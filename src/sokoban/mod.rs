#![warn(clippy::all, clippy::pedantic, clippy::nursery, clippy::cargo)]
//! Bounded-horizon Sokoban planning by reduction to SAT.
//!
//! A level is parsed into a [`Grid`], its fluents are numbered by a
//! [`SokobanIndex`], [`Sokoban::to_cnf`] turns the rules into CNF for a fixed
//! number of steps and [`decoder`] reads the player's moves back out of a
//! model.
//! [`replay`] checks a plan against the rules directly.

/// Reading moves out of a model.
pub mod decoder;
/// The planning formula.
mod encoder;
/// Levels, cells, moves and box identities.
pub mod grid;
/// Variable numbering for player and box fluents.
pub mod index;
/// Plan checking.
pub mod replay;
/// Encode, solve and decode in one step.
pub mod solver;

pub use grid::{BoxId, CellKind, Grid, Move, Position};
pub use index::{Fluent, SokobanIndex};
pub use replay::{ReplayError, State};
pub use solver::Sokoban;

use crate::sat::oracle::OracleError;
use std::path::Path;

/// Errors raised while building or solving a Sokoban level.
#[derive(Debug, derive_more::Display, derive_more::Error, derive_more::From)]
pub enum SokobanError {
    /// The level has no cells.
    #[display("the level is empty")]
    EmptyGrid,
    /// A row does not have as many cells as the first.
    #[display("row {row} has {len} cells, expected {expected}")]
    RaggedRow {
        /// 0-based row index.
        row: usize,
        /// Cells found.
        len: usize,
        /// Cells expected.
        expected: usize,
    },
    /// A cell holds a character that is not a level symbol.
    #[display("unknown symbol '{symbol}' at ({row}, {col})")]
    UnknownSymbol {
        /// 0-based row index.
        row: usize,
        /// 0-based column index.
        col: usize,
        /// The offending character.
        symbol: char,
    },
    /// No cell holds the player.
    #[display("the level has no player")]
    MissingPlayer,
    /// More than one cell holds the player.
    #[display("the level has more than one player: {first} and {second}")]
    MultiplePlayers {
        /// The first player cell found.
        first: Position,
        /// The second player cell found.
        second: Position,
    },
    /// The fluents do not fit in the DIMACS variable range.
    #[display("{rows}x{cols} level with {boxes} boxes over {horizon} steps needs too many variables")]
    TooLarge {
        /// Rows of the level.
        rows: usize,
        /// Columns of the level.
        cols: usize,
        /// Number of boxes.
        boxes: usize,
        /// The requested horizon.
        horizon: usize,
    },
    /// Reading the level file failed.
    #[display("failed to read Sokoban file: {_0}")]
    #[from]
    Io(std::io::Error),
    /// The oracle failed.
    #[display("{_0}")]
    #[from]
    Oracle(OracleError),
}

/// Reads a level file; see the [`std::str::FromStr`] impl of [`Grid`].
///
/// # Errors
///
/// [`SokobanError::Io`] if the file cannot be read, otherwise any parse
/// error.
pub fn parse_sokoban_file(path: impl AsRef<Path>) -> Result<Grid, SokobanError> {
    std::fs::read_to_string(path)?.parse()
}

/// Plans a solution for a level given as rows of symbols.
///
/// Symbols: `#` wall, `.` or space empty, `P` player, `B` box, `G` goal,
/// `*` box on goal, `+` player on goal.
///
/// # Returns
///
/// `Some(moves)` for a plan of at most `horizon` moves that leaves every box
/// on a goal (empty if the level is already solved), or `None` if there is
/// none within the horizon.
///
/// # Errors
///
/// [`SokobanError`] if the level is malformed or the oracle fails.
pub fn solve_sokoban(grid: &[Vec<char>], horizon: usize) -> Result<Option<Vec<Move>>, SokobanError> {
    Sokoban::new(Grid::from_symbols(grid)?, horizon)?.solve()
}
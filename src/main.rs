//! # satpuzzles
//!
//! Command-line front-end for the `sat_puzzles` library: solves Sudoku
//! puzzles, plans Sokoban levels within a step bound, and decides raw DIMACS
//! formulas, all through the same external SAT solver.
//!
//! ## Usage
//!
//! ```sh
//! satpuzzles [GLOBAL_OPTIONS] [SUBCOMMAND]
//! ```
//!
//! A bare path solves one file by its extension (`.sudoku`, `.sokoban`,
//! `.cnf`), or every such file below a directory.
//!
//! ### Subcommands
//!
//! 1.  **`sudoku`**: `satpuzzles sudoku --path puzzle.sudoku [--export-dimacs]`
//! 2.  **`sokoban`**: `satpuzzles sokoban --path level.sokoban --horizon 12`
//! 3.  **`file`**: `satpuzzles file --path problem.cnf`
//! 4.  **`completions`**: `satpuzzles completions bash`
//!
//! ### Common Options
//!
//! -   `-d, --debug`: Enable debug logging (default: `false`).
//! -   `-v, --verify <BOOL>`: Check answers against the rules (default: `true`).
//! -   `-s, --stats <BOOL>`: Print the statistics table (default: `true`).
//! -   `-p, --print-solution`: Print the raw model (default: `false`).
//!
//! Logging honours `RUST_LOG`; `--debug` lowers the default level to `debug`.

use clap::Parser;
use command_line::cli::{Cli, run};

mod command_line;

/// Global allocator using `tikv-jemallocator`, which also backs the memory
/// figures in the statistics table.
#[global_allocator]
static GLOBAL: tikv_jemallocator::Jemalloc = tikv_jemallocator::Jemalloc;

fn main() {
    let cli = Cli::parse();

    let default_level = if cli.debug() { "debug" } else { "warn" };
    env_logger::Builder::from_env(env_logger::Env::default().default_filter_or(default_level)).init();

    if let Err(e) = run(cli) {
        eprintln!("error: {e}");
        std::process::exit(1);
    }
}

== == ==

Each line above where the word "planning" occurs should be copied out.

//! Bounded-horizon Sokoban planning by reduction to SAT.
/// The planning formula.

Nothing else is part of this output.